4. 409A. Notwithstanding any provision of this Agreement to the contrary:
(a) Specified employee. If, at the time of Executive’s “separation of service” with Employer, he or she is a “specified employee” as such terms are defined in Section 409A of the Internal Revenue Code and regulations promulgated thereunder, and one or more of the payments or benefits received or to be received by Executive pursuant to this Agreement would constitute “deferred compensation” subject to Section 409A, no such payment or benefit will be provided under this Agreement until the earlier of: (i) the date that is six months following Executive’s termination of employment with Employer, or (ii) Executive’s death, unless the payment or distribution is exempt from the application of Section 409A. If any of Executive’s benefits that are paid in installments under this Agreement are subject to the six-month delay set forth in this Section 4, the first installment payment shall be made in the seventh month following termination of employment and shall equal the aggregate installment payments Executive would have received during the first six months plus the payment Executive is otherwise entitled to receive for the seventh month.
2
(b) Separation from Service.

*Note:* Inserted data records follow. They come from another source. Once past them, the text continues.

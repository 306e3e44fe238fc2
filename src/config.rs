//! Static registry of synthetic assets.
//!
//! Assets are configured in JSON, keyed by network id and then by asset group
//! (e.g. all `ugas` cycles form the `ugas` group):
//!
//! ```json
//! {
//!   "1": {
//!     "ugas": [
//!       {
//!         "name": "ugas",
//!         "cycle": "06",
//!         "year": "21",
//!         "collateral": "WETH",
//!         "emp": { "address": "0x...", "version": "v2" },
//!         "pool": { "address": "0x...", "location": "uni" }
//!       }
//!     ]
//!   }
//! }
//! ```
//!
//! The whole registry is validated when loaded, so accessors on a loaded
//! registry only fail on lookups of unknown networks, groups or assets.

use std::{collections::HashMap, fs, path::Path};

use alloy::primitives::{Address, hex::FromHexError};
use itertools::Itertools;
use serde::Deserialize;

use crate::{
    num::{FixedPoint, NumError},
    pricing::{
        CurveKind, CurveParameters, ImpermanentLossCurve, LeveragedCurve, PricingCurve,
        PricingError, ReserveCurve,
    },
    types::{CollateralSymbol, EmpVersion, NetworkId},
};

/// Configuration errors.
#[derive(Debug, thiserror::Error)]
pub enum ConfigError {
    #[error("Failed to read asset registry: {0}")]
    Io(#[from] std::io::Error),

    #[error("Invalid asset registry JSON: {0}")]
    Json(#[from] serde_json::Error),

    #[error("Invalid {field} address of {asset}: {source}")]
    InvalidAddress {
        asset: String,
        field: &'static str,
        #[source]
        source: FromHexError,
    },

    #[error("Invalid curve value {field} of {asset}: {source}")]
    InvalidCurveValue {
        asset: String,
        field: &'static str,
        #[source]
        source: NumError,
    },

    #[error("Missing curve value {field} of {asset}")]
    MissingCurveValue { asset: String, field: &'static str },

    #[error("Invalid curve of {asset}: {source}")]
    InvalidCurve {
        asset: String,
        #[source]
        source: PricingError,
    },

    #[error("Network {0} not configured")]
    NetworkNotFound(NetworkId),

    #[error("Asset group {0} not found")]
    GroupNotFound(String),

    #[error("Asset {0} not found")]
    AssetNotFound(String),
}

fn default_token_decimals() -> u8 {
    18
}

/// Expiring Multi-Party contract of an asset.
#[derive(Clone, Debug, Deserialize)]
pub struct EmpConfig {
    pub address: String,

    /// ABI generation, defaults to the current one
    #[serde(default)]
    pub version: EmpVersion,
}

/// Liquidity pool the synthetic token trades in.
#[derive(Clone, Debug, Deserialize)]
pub struct PoolConfig {
    pub address: String,

    /// Venue hosting the pool (e.g. "uni", "sushi")
    #[serde(default)]
    pub location: Option<String>,
}

/// Long-Short Pair contract and its settlement curve.
#[derive(Clone, Debug, Deserialize)]
pub struct CurveConfig {
    pub address: String,
    pub curve: CurveKind,
    pub upper_bound: String,
    pub long_cap_fraction: String,
    #[serde(default)]
    pub initial_price: Option<String>,
    #[serde(default)]
    pub leverage_factor: Option<String>,
}

/// Single synthetic asset.
#[derive(Clone, Debug, Deserialize)]
pub struct AssetConfig {
    /// Asset family name (e.g. "ugas")
    pub name: String,

    /// Expiry month, two digits
    pub cycle: String,

    /// Expiry year, two digits
    pub year: String,

    pub collateral: CollateralSymbol,

    #[serde(default = "default_token_decimals")]
    pub token_decimals: u8,

    pub emp: EmpConfig,

    #[serde(default)]
    pub pool: Option<PoolConfig>,

    #[serde(default)]
    pub lsp: Option<CurveConfig>,
}

impl AssetConfig {
    /// Unique asset identifier, e.g. `ugas-0621`.
    pub fn id(&self) -> String {
        format!("{}-{}{}", self.name, self.cycle, self.year)
    }

    pub fn emp_address(&self) -> Result<Address, ConfigError> {
        self.parse_address("emp", &self.emp.address)
    }

    pub fn emp_version(&self) -> EmpVersion {
        self.emp.version
    }

    pub fn pool_address(&self) -> Result<Option<Address>, ConfigError> {
        self.pool
            .as_ref()
            .map(|pool| self.parse_address("pool", &pool.address))
            .transpose()
    }

    /// Address of the Long-Short Pair contract, if the asset has one.
    pub fn lsp_address(&self) -> Result<Option<Address>, ConfigError> {
        self.lsp
            .as_ref()
            .map(|lsp| self.parse_address("lsp", &lsp.address))
            .transpose()
    }

    /// Validated settlement curve of the Long-Short Pair, if any.
    pub fn curve(&self) -> Result<Option<CurveParameters>, ConfigError> {
        let Some(lsp) = &self.lsp else {
            return Ok(None);
        };
        let upper_bound = self.parse_value("upper_bound", &lsp.upper_bound)?;
        let long_cap_fraction = self.parse_value("long_cap_fraction", &lsp.long_cap_fraction)?;

        let params: CurveParameters = match lsp.curve {
            CurveKind::Reserve => ReserveCurve::new(upper_bound, long_cap_fraction).into(),
            CurveKind::Leveraged => LeveragedCurve::new(
                upper_bound,
                long_cap_fraction,
                self.required_value("initial_price", lsp.initial_price.as_deref())?,
                self.required_value("leverage_factor", lsp.leverage_factor.as_deref())?,
            )
            .into(),
            CurveKind::ImpermanentLoss => ImpermanentLossCurve::new(
                upper_bound,
                long_cap_fraction,
                self.required_value("initial_price", lsp.initial_price.as_deref())?,
                self.required_value("leverage_factor", lsp.leverage_factor.as_deref())?,
            )
            .into(),
        };
        params.validate().map_err(|source| ConfigError::InvalidCurve {
            asset: self.id(),
            source,
        })?;
        Ok(Some(params))
    }

    fn validate(&self) -> Result<(), ConfigError> {
        self.emp_address()?;
        self.pool_address()?;
        self.lsp_address()?;
        self.curve()?;
        Ok(())
    }

    fn parse_address(&self, field: &'static str, value: &str) -> Result<Address, ConfigError> {
        value.parse().map_err(|source| ConfigError::InvalidAddress {
            asset: self.id(),
            field,
            source,
        })
    }

    fn parse_value(&self, field: &'static str, value: &str) -> Result<FixedPoint, ConfigError> {
        value.parse().map_err(|source| ConfigError::InvalidCurveValue {
            asset: self.id(),
            field,
            source,
        })
    }

    fn required_value(&self, field: &'static str, value: Option<&str>) -> Result<FixedPoint, ConfigError> {
        let value = value.ok_or_else(|| ConfigError::MissingCurveValue {
            asset: self.id(),
            field,
        })?;
        self.parse_value(field, value)
    }
}

/// Assets grouped by network and asset group.
#[derive(Clone, Debug, Default, Deserialize)]
#[serde(transparent)]
pub struct AssetRegistry {
    networks: HashMap<NetworkId, HashMap<String, Vec<AssetConfig>>>,
}

impl AssetRegistry {
    /// Parses and validates a registry from JSON.
    pub fn from_json(json: &str) -> Result<Self, ConfigError> {
        let registry: Self = serde_json::from_str(json)?;
        registry
            .networks
            .values()
            .flat_map(HashMap::values)
            .flatten()
            .try_for_each(AssetConfig::validate)?;
        Ok(registry)
    }

    pub fn from_path(path: impl AsRef<Path>) -> Result<Self, ConfigError> {
        Self::from_json(&fs::read_to_string(path)?)
    }

    /// Configured networks in ascending order.
    pub fn networks(&self) -> Vec<NetworkId> {
        self.networks.keys().copied().sorted().collect()
    }

    /// Asset group names of the network in alphabetical order.
    pub fn groups(&self, network: NetworkId) -> Result<Vec<&str>, ConfigError> {
        Ok(self
            .network(network)?
            .keys()
            .map(String::as_str)
            .sorted()
            .collect())
    }

    pub fn group(&self, network: NetworkId, group: &str) -> Result<&[AssetConfig], ConfigError> {
        self.network(network)?
            .get(group)
            .map(Vec::as_slice)
            .ok_or_else(|| ConfigError::GroupNotFound(group.to_string()))
    }

    /// Looks an asset up by its [`AssetConfig::id`] across all groups of the network.
    pub fn asset(&self, network: NetworkId, id: &str) -> Result<&AssetConfig, ConfigError> {
        self.network(network)?
            .values()
            .flatten()
            .find(|asset| asset.id() == id)
            .ok_or_else(|| ConfigError::AssetNotFound(id.to_string()))
    }

    fn network(&self, network: NetworkId) -> Result<&HashMap<String, Vec<AssetConfig>>, ConfigError> {
        self.networks
            .get(&network)
            .ok_or(ConfigError::NetworkNotFound(network))
    }
}

#[cfg(test)]
mod tests {
    use alloy::primitives::address;

    use super::*;

    const REGISTRY: &str = r#"{
        "1": {
            "ugas": [
                {
                    "name": "ugas",
                    "cycle": "06",
                    "year": "21",
                    "collateral": "WETH",
                    "emp": { "address": "0x4E3168Ea1082f3dda1694646B5EACdeb572009F1", "version": "v1" },
                    "pool": { "address": "0x25fb29D865C1356F9e95D621F21366d3a5DB6BB0", "location": "uni" }
                },
                {
                    "name": "ugas",
                    "cycle": "09",
                    "year": "21",
                    "collateral": "WETH",
                    "emp": { "address": "0xfA3AA7EE08399A4cE0B4921c85AB7D645Ccac669" }
                }
            ],
            "ustonks": [
                {
                    "name": "ustonks",
                    "cycle": "06",
                    "year": "21",
                    "collateral": "USDC",
                    "token_decimals": 6,
                    "emp": { "address": "0xB1a3E5a8d642534840bFC50c6417F9566E716cc7", "version": "v2" },
                    "lsp": {
                        "address": "0x1111111111111111111111111111111111111111",
                        "curve": "leveraged",
                        "upper_bound": "200",
                        "long_cap_fraction": "0.9",
                        "initial_price": "100",
                        "leverage_factor": "2"
                    }
                }
            ]
        },
        "42": {}
    }"#;

    fn fp(s: &str) -> FixedPoint {
        s.parse().unwrap()
    }

    #[test]
    fn test_registry_lookups() {
        let registry = AssetRegistry::from_json(REGISTRY).unwrap();
        assert_eq!(registry.networks(), vec![1, 42]);
        assert_eq!(registry.groups(1).unwrap(), vec!["ugas", "ustonks"]);
        assert!(registry.groups(42).unwrap().is_empty());

        let ugas = registry.group(1, "ugas").unwrap();
        assert_eq!(ugas.len(), 2);
        assert_eq!(ugas[0].id(), "ugas-0621");
        assert_eq!(ugas[0].emp_version(), EmpVersion::V1);
        assert_eq!(ugas[1].emp_version(), EmpVersion::V2);
        assert_eq!(ugas[0].token_decimals, 18);
        assert_eq!(
            ugas[0].pool_address().unwrap(),
            Some(address!("0x25fb29D865C1356F9e95D621F21366d3a5DB6BB0"))
        );
        assert_eq!(ugas[1].pool_address().unwrap(), None);

        let ustonks = registry.asset(1, "ustonks-0621").unwrap();
        assert_eq!(ustonks.collateral, CollateralSymbol::Usdc);
        assert_eq!(ustonks.token_decimals, 6);
        assert_eq!(
            ustonks.emp_address().unwrap(),
            address!("0xB1a3E5a8d642534840bFC50c6417F9566E716cc7")
        );
    }

    #[test]
    fn test_curve_config() {
        let registry = AssetRegistry::from_json(REGISTRY).unwrap();
        let curve = registry.asset(1, "ustonks-0621").unwrap().curve().unwrap().unwrap();
        assert_eq!(
            curve,
            CurveParameters::from(LeveragedCurve::new(fp("200"), fp("0.9"), fp("100"), fp("2")))
        );
        assert_eq!(registry.asset(1, "ugas-0621").unwrap().curve().unwrap(), None);
    }

    #[test]
    fn test_unknown_lookups() {
        let registry = AssetRegistry::from_json(REGISTRY).unwrap();
        assert!(matches!(registry.group(5, "ugas"), Err(ConfigError::NetworkNotFound(5))));
        assert!(matches!(
            registry.group(1, "upunks"),
            Err(ConfigError::GroupNotFound(g)) if g == "upunks"
        ));
        assert!(matches!(
            registry.asset(1, "ugas-1221"),
            Err(ConfigError::AssetNotFound(a)) if a == "ugas-1221"
        ));
    }

    #[test]
    fn test_invalid_address_rejected_on_load() {
        let json = r#"{ "1": { "ugas": [ {
            "name": "ugas", "cycle": "06", "year": "21", "collateral": "WETH",
            "emp": { "address": "0xnot-an-address" }
        } ] } }"#;
        assert!(matches!(
            AssetRegistry::from_json(json),
            Err(ConfigError::InvalidAddress { field: "emp", .. })
        ));
    }

    #[test]
    fn test_unknown_collateral_rejected_on_load() {
        let json = r#"{ "1": { "ugas": [ {
            "name": "ugas", "cycle": "06", "year": "21", "collateral": "WBTC",
            "emp": { "address": "0x4E3168Ea1082f3dda1694646B5EACdeb572009F1" }
        } ] } }"#;
        assert!(matches!(AssetRegistry::from_json(json), Err(ConfigError::Json(_))));
    }

    #[test]
    fn test_invalid_curves_rejected_on_load() {
        let curve_json = |lsp: &str| {
            format!(
                r#"{{ "1": {{ "upunks": [ {{
                    "name": "upunks", "cycle": "09", "year": "21", "collateral": "WETH",
                    "emp": {{ "address": "0x4E3168Ea1082f3dda1694646B5EACdeb572009F1" }},
                    "lsp": {lsp}
                }} ] }} }}"#
            )
        };

        let missing = curve_json(
            r#"{ "address": "0x1111111111111111111111111111111111111111",
                 "curve": "impermanent-loss", "upper_bound": "2", "long_cap_fraction": "0.9",
                 "initial_price": "4000" }"#,
        );
        assert!(matches!(
            AssetRegistry::from_json(&missing),
            Err(ConfigError::MissingCurveValue { field: "leverage_factor", .. })
        ));

        let invalid_cap = curve_json(
            r#"{ "address": "0x1111111111111111111111111111111111111111",
                 "curve": "reserve", "upper_bound": "200", "long_cap_fraction": "1.1" }"#,
        );
        assert!(matches!(
            AssetRegistry::from_json(&invalid_cap),
            Err(ConfigError::InvalidCurve { source: PricingError::InvalidCap, .. })
        ));

        let unparsable = curve_json(
            r#"{ "address": "0x1111111111111111111111111111111111111111",
                 "curve": "reserve", "upper_bound": "two hundred", "long_cap_fraction": "0.9" }"#,
        );
        assert!(matches!(
            AssetRegistry::from_json(&unparsable),
            Err(ConfigError::InvalidCurveValue { field: "upper_bound", .. })
        ));

        for literal in ["inf", "NaN"] {
            let non_finite = curve_json(&format!(
                r#"{{ "address": "0x1111111111111111111111111111111111111111",
                     "curve": "reserve", "upper_bound": "{literal}", "long_cap_fraction": "0.9" }}"#
            ));
            assert!(matches!(
                AssetRegistry::from_json(&non_finite),
                Err(ConfigError::InvalidCurveValue {
                    field: "upper_bound",
                    source: NumError::Parse(_),
                    ..
                })
            ));
        }
    }
}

To the extent that any payment or benefit provided for in this Agreement constitutes a “deferral of compensation” within the meaning of Section 409A of the Code and such payment or benefit is payable upon Executive’s termination of employment, that payment or benefit shall be payable only upon Executive’s “separation from service” within the meaning of Section 409A(a)(2)(A)(i) of the Code.
(c) Separate Payment. Each payment of a Change in Control Benefits is hereby designated as a separate payment, rather than a part of a larger single payment or one of a series of payments
(d) Administration. The parties intend that this Agreement, to the extent possible, will be administered in accordance with Section 409A of the Code and will interpreted in a manner so that all payments hereunder do not constitute a deferral of compensation or, if so, will constitute a deferral for which the payment and other terms are compliant with Section 409A of the Code. Employer may amend this Agreement, adopt policies and procedures, or take other actions (including amendments, policies, procedures and actions with retroactive effect) that Employer determines are necessary or appropriate to (i) exempt any payment or benefit under this Agreement from the application of Section 409A, or (ii) cause any payment or benefit to comply with the requirements of Section 409A.
5. Restrictive Covenants
(a) The restrictive covenants set forth in this Section 5(a) shall apply to Executive only if Executive receives any Change in Control Benefits under this Agreement.

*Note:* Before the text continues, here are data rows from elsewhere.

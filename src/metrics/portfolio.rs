use alloy::primitives::{I256, U256};

use super::MetricsError;
use crate::{num::FixedPoint, state::EmpState, types::CollateralSymbol};

/// Share of weekly rewards kept for developer mining payouts (82%).
pub const DEV_REWARDS_RETENTION: FixedPoint = FixedPoint::from_raw(I256::from_raw(
    U256::from_limbs([820_000_000_000_000_000, 0, 0, 0]),
));

pub const WEEKS_PER_YEAR: i64 = 52;

/// Collateral locked in one asset's contract.
#[derive(Clone, Debug, PartialEq, Eq)]
pub struct AssetCollateral {
    pub name: String,
    pub collateral: CollateralSymbol,
    pub raw_total_position_collateral: U256,
}

impl AssetCollateral {
    pub fn new(name: impl Into<String>, collateral: CollateralSymbol, raw_total_position_collateral: U256) -> Self {
        Self {
            name: name.into(),
            collateral,
            raw_total_position_collateral,
        }
    }

    pub fn from_state(name: impl Into<String>, collateral: CollateralSymbol, state: &EmpState) -> Self {
        Self::new(name, collateral, state.raw_total_position_collateral())
    }

    /// USD value of the locked collateral. Only WETH needs `eth_usd`,
    /// stable collateral is valued at par.
    pub fn usd_value(&self, eth_usd: Option<FixedPoint>) -> Result<FixedPoint, MetricsError> {
        let amount = FixedPoint::from_units(
            self.raw_total_position_collateral,
            self.collateral.decimals(),
        )?;
        if !self.collateral.is_usd_priced() {
            return Ok(amount);
        }
        let price = eth_usd.ok_or(MetricsError::MissingPrice)?;
        Ok(amount.try_mul(price)?)
    }
}

/// Which assets [`total_value_locked`] accounts for.
#[derive(Clone, Copy, Debug, PartialEq, Eq)]
pub enum TvlScope<'a> {
    /// Sum over all assets.
    Combined,
    /// Only the asset with the given name.
    Single(&'a str),
}

/// Total USD value locked in the given assets.
pub fn total_value_locked(
    assets: &[AssetCollateral],
    eth_usd: Option<FixedPoint>,
    scope: TvlScope<'_>,
) -> Result<FixedPoint, MetricsError> {
    match scope {
        TvlScope::Combined => assets.iter().try_fold(FixedPoint::ZERO, |total, asset| {
            Ok(total.try_add(asset.usd_value(eth_usd)?)?)
        }),
        TvlScope::Single(name) => assets
            .iter()
            .find(|asset| asset.name == name)
            .ok_or_else(|| MetricsError::AssetNotFound(name.to_string()))?
            .usd_value(eth_usd),
    }
}

/// Decrease from `old_value` to `new_value` in percent: `(old - new) / old * 100`.
///
/// The result is positive when the value went down and negative when it
/// went up, e.g. `100 -> 150` yields `-50`.
pub fn percentage_change(old_value: FixedPoint, new_value: FixedPoint) -> Result<FixedPoint, MetricsError> {
    if old_value.is_zero() {
        return Err(MetricsError::ZeroDenominator);
    }
    Ok(old_value
        .try_sub(new_value)?
        .try_div(old_value)?
        .try_mul(FixedPoint::from_int(100))?)
}

/// Inputs of [`apr_from_rewards`]; all values except the reward pool are in USD.
#[derive(Clone, Copy, Debug, PartialEq, Eq)]
pub struct RewardInputs {
    /// Reward tokens distributed per week across all eligible contracts.
    pub weekly_reward_pool: FixedPoint,
    /// Price of the reward token, `None` when no price feed answered.
    pub reward_token_price: Option<FixedPoint>,
    /// Value locked in the contract the APR is computed for.
    pub contract_value: FixedPoint,
    /// Value locked across all reward eligible contracts.
    pub eligible_value: FixedPoint,
    /// Value of the pool asset the rewards are paid against.
    pub pool_asset_value: FixedPoint,
}

/// Annual percentage rate earned from developer mining rewards.
///
/// The contract earns its share of the weekly pool, minus the retention,
/// annualized over 52 weeks and related to the pool asset value.
/// Yields zero when the reward token price is unknown or when the
/// multiplier would be unbounded (no eligible value or no pool asset value).
pub fn apr_from_rewards(inputs: &RewardInputs) -> Result<FixedPoint, MetricsError> {
    let Some(reward_token_price) = inputs.reward_token_price else {
        return Ok(FixedPoint::ZERO);
    };
    if inputs.eligible_value.is_zero() || inputs.pool_asset_value.is_zero() {
        return Ok(FixedPoint::ZERO);
    }

    let contract_share = inputs.contract_value.try_div(inputs.eligible_value)?;
    let weekly_rewards = inputs
        .weekly_reward_pool
        .try_mul(contract_share)?
        .try_mul(reward_token_price)?
        .try_mul(DEV_REWARDS_RETENTION)?;
    let multiplier = weekly_rewards
        .try_mul(FixedPoint::from_int(WEEKS_PER_YEAR))?
        .try_div(inputs.pool_asset_value)?;
    Ok(multiplier.try_mul(FixedPoint::from_int(100))?)
}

(i) Non-Solicitation of Lithia Employees. Except as may be consented to in writing by Employer, during the 24 month period following Executive’s separation of service, Executive will not, directly or indirectly, employ or offer employment to, or assist or be affiliated with any other person in employing, any persons employed by Employer or any of its subsidiaries in a management position (Director or higher) on or after the date hereof (“Managers”), and will not, either directly or indirectly, solicit, induce, recruit or encourage any Managers to leave their employment, attempt to solicit, induce, recruit or encourage any Managers to leave their employment, or cause or encourage any person to directly or indirectly solicit, induce, recruit or encourage Managers to leave their employment, either for him or herself or for any other person or entity, unless such person has not been employed by Employer or any of its subsidiaries for at least six months.

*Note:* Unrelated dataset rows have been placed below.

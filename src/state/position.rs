use alloy::primitives::{Address, U256};

/// Sponsor position in an Expiring Multi-Party contract.
#[derive(Clone, Debug, PartialEq, Eq)]
pub struct SponsorPosition {
    sponsor: Address,
    raw_collateral: U256,
    tokens_outstanding: U256,
    withdrawal_request_pass_timestamp: u64,
    withdrawal_request_amount: U256,
}

impl SponsorPosition {
    pub(crate) fn new(
        sponsor: Address,
        raw_collateral: U256,
        tokens_outstanding: U256,
        withdrawal_request_pass_timestamp: u64,
        withdrawal_request_amount: U256,
    ) -> Self {
        Self {
            sponsor,
            raw_collateral,
            tokens_outstanding,
            withdrawal_request_pass_timestamp,
            withdrawal_request_amount,
        }
    }

    pub fn sponsor(&self) -> Address {
        self.sponsor
    }

    /// Collateral locked by the sponsor, in raw collateral token units.
    pub fn raw_collateral(&self) -> U256 {
        self.raw_collateral
    }

    /// Synthetic tokens minted by the sponsor, in raw token units.
    pub fn tokens_outstanding(&self) -> U256 {
        self.tokens_outstanding
    }

    /// Time a pending slow withdrawal can be executed, zero if none.
    pub fn withdrawal_request_pass_timestamp(&self) -> u64 {
        self.withdrawal_request_pass_timestamp
    }

    pub fn withdrawal_request_amount(&self) -> U256 {
        self.withdrawal_request_amount
    }

    pub fn has_pending_withdrawal(&self) -> bool {
        self.withdrawal_request_pass_timestamp != 0
    }

    /// Whether the position exists at all.
    pub fn is_empty(&self) -> bool {
        self.raw_collateral.is_zero() && self.tokens_outstanding.is_zero()
    }
}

For purposes of this paragraph, the terms “solicit, induce, recruit and encourage” means, direct and indirect communications of any kind and nature, directed specifically to an individual for the purpose of causing the person to leave their employment with Employer, but does not include general advertisement or notice of job opportunities within an industry. For purposes of this Agreement, the term “affiliated with” includes Executive’s ownership of 3% or more of the equity of any person, lending money to any person, or serving as an executive officer, director, manager or consultant to any person.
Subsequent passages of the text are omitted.